It's Nice to be a Prediction
One of our favorite big-time bloggers is Penelope Trunk, author of The Brazen Careerist and a blog of the same name. Her entries are always thought provoking, and even if you don't agree with her sentiments, she makes you question every paradigm.
Yesterday's Brazen Careerist entry was especially dear to my heart. Here, she announced her 7 predictions for American work structure. Not ideas she feels will catch on in full force in 2008, but concepts that she feels will become widespread trends in the semi-near future. And, you guessed it, ESP is one of them!
Here's a sampling of what Penelope says:
- Pay is equal for men and women until there are kids. This inequality [after kids] will change when Generation Y starts having kids because the men are committed to being equal partners in child rearing. We see already that among Generation X, men and women are willing to give up pay and prestige in order to get time with their families. Generation Y's demographic power will provide critical mass for big change.
- Women have already widely rejected the idea of sacrificing their time with children to a relentless, high-powered, long-houred job, and men are following suit. Women have also found that staying at home with kids all day is boring. Institutions are responding - finally - to these trends. Parents will choose some form of shared care [her term for ESP]. Each parent will work part-time and take care of kids part time.
- People will choose to work because they love what they do. Generation Y is more community oriented and team oriented than any preceding generation. These people will want to work to be part of something larger than themselves. Also, this generation sees work as a path to personal growth - something to look forward to.
Yep, that is Equally Shared Parenting! Equal, balanced and happy lives for men and women. Ahhhh!
I think the big barrier to ESP is the link of health insurance to 40-hour a week jobs.

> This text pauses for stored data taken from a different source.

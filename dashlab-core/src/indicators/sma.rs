//! Simple Moving Average (SMA).
//!
//! Rolling mean of a series over a lookback window, used for the price chart
//! overlays. First valid value at index `period - 1`.

#[derive(Debug, Clone)]
pub struct Sma {
    period: usize,
    name: String,
}

impl Sma {
    /// A period of zero is treated as one.
    pub fn new(period: usize) -> Self {
        let period = period.max(1);
        Self {
            period,
            name: format!("SMA {period}"),
        }
    }

    pub fn name(&self) -> &str {
        &self.name
    }

    pub fn period(&self) -> usize {
        self.period
    }

    /// One output per input; NaN during warmup and wherever the window holds
    /// a non-finite value.
    pub fn compute(&self, values: &[f64]) -> Vec<f64> {
        let period = self.period;
        let mut out = Vec::with_capacity(values.len());
        let mut sum = 0.0;
        // Non-finite values currently inside the window; they never enter `sum`.
        let mut gaps = 0usize;

        for (i, &entering) in values.iter().enumerate() {
            if entering.is_finite() {
                sum += entering;
            } else {
                gaps += 1;
            }
            if let Some(&leaving) = i.checked_sub(period).and_then(|j| values.get(j)) {
                if leaving.is_finite() {
                    sum -= leaving;
                } else {
                    gaps -= 1;
                }
            }

            let full = i + 1 >= period;
            out.push(if full && gaps == 0 {
                sum / period as f64
            } else {
                f64::NAN
            });
        }

        out
    }
}

#[cfg(test)]
mod tests {
    use super::*;
    use crate::indicators::{assert_approx, DEFAULT_EPSILON};

    #[test]
    fn sma_5_basic() {
        let result = Sma::new(5).compute(&[10.0, 11.0, 12.0, 13.0, 14.0, 15.0, 16.0]);

        assert_eq!(result.len(), 7);
        for (i, v) in result.iter().enumerate().take(4) {
            assert!(v.is_nan(), "expected NaN at index {i}");
        }
        // SMA[4] = mean(10,11,12,13,14) = 12.0
        assert_approx(result[4], 12.0, DEFAULT_EPSILON);
        assert_approx(result[5], 13.0, DEFAULT_EPSILON);
        assert_approx(result[6], 14.0, DEFAULT_EPSILON);
    }

    #[test]
    fn sma_1_is_identity() {
        let result = Sma::new(1).compute(&[100.0, 200.0, 300.0]);
        assert_approx(result[0], 100.0, DEFAULT_EPSILON);
        assert_approx(result[1], 200.0, DEFAULT_EPSILON);
        assert_approx(result[2], 300.0, DEFAULT_EPSILON);
    }

    #[test]
    fn sma_nan_propagation() {
        let result = Sma::new(3).compute(&[10.0, 11.0, f64::NAN, 13.0, 14.0, 15.0]);
        // Windows touching index 2 are NaN
        assert!(result[2].is_nan());
        assert!(result[3].is_nan());
        assert!(result[4].is_nan());
        // [13,14,15]
        assert_approx(result[5], 14.0, DEFAULT_EPSILON);
    }

    #[test]
    fn sma_period_and_name() {
        assert_eq!(Sma::new(20).name(), "SMA 20");
        assert_eq!(Sma::new(0).period(), 1);
    }

    #[test]
    fn sma_recovers_after_infinite_value() {
        let result = Sma::new(2).compute(&[1.0, f64::INFINITY, 3.0, 5.0]);
        assert!(result[1].is_nan());
        assert!(result[2].is_nan());
        assert_approx(result[3], 4.0, DEFAULT_EPSILON);
    }

    #[test]
    fn sma_too_few_values() {
        let result = Sma::new(5).compute(&[10.0, 11.0]);
        assert!(result.iter().all(|v| v.is_nan()));
    }
}
//! Buffer-level chart widgets
//!
//! - CandleChart: OHLC candles with moving averages and volume
//! - Scatter: two numeric columns with a trend line
//! - Histogram: binned distribution of one column

pub mod candle_chart;
pub mod histogram;
pub mod scatter;

pub use candle_chart::CandleChartPanel;
pub use histogram::HistogramPanel;
pub use scatter::ScatterPanel;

So long as this is the case, for many families, especially those where someone has a chronic health condition, somebody must work a full-time job.
It's great to work for the joy of it. But it's also true that bills need to be paid, and the clearest path to paying the "health care" bill is a full-time job.
I agree that benefits, specifically health care coverage, are a stumbling block to part-time work. However, I believe that many companies do offer full health care coverage at slightly reduced hour work (mine offers it to anyone working 32 hours per week or more). My suspicion is that many employees are not well versed in their company's benefit structure, and simply assume that health care is not available if they reduce their hours.
With ESP, parents do not have to work part-time - although this makes balancing life much easier. But if they do reduce their hours, it is often only necessary for each of them to do so by a small amount (say, to 30-35 hours/week) because BOTH parents are doing so.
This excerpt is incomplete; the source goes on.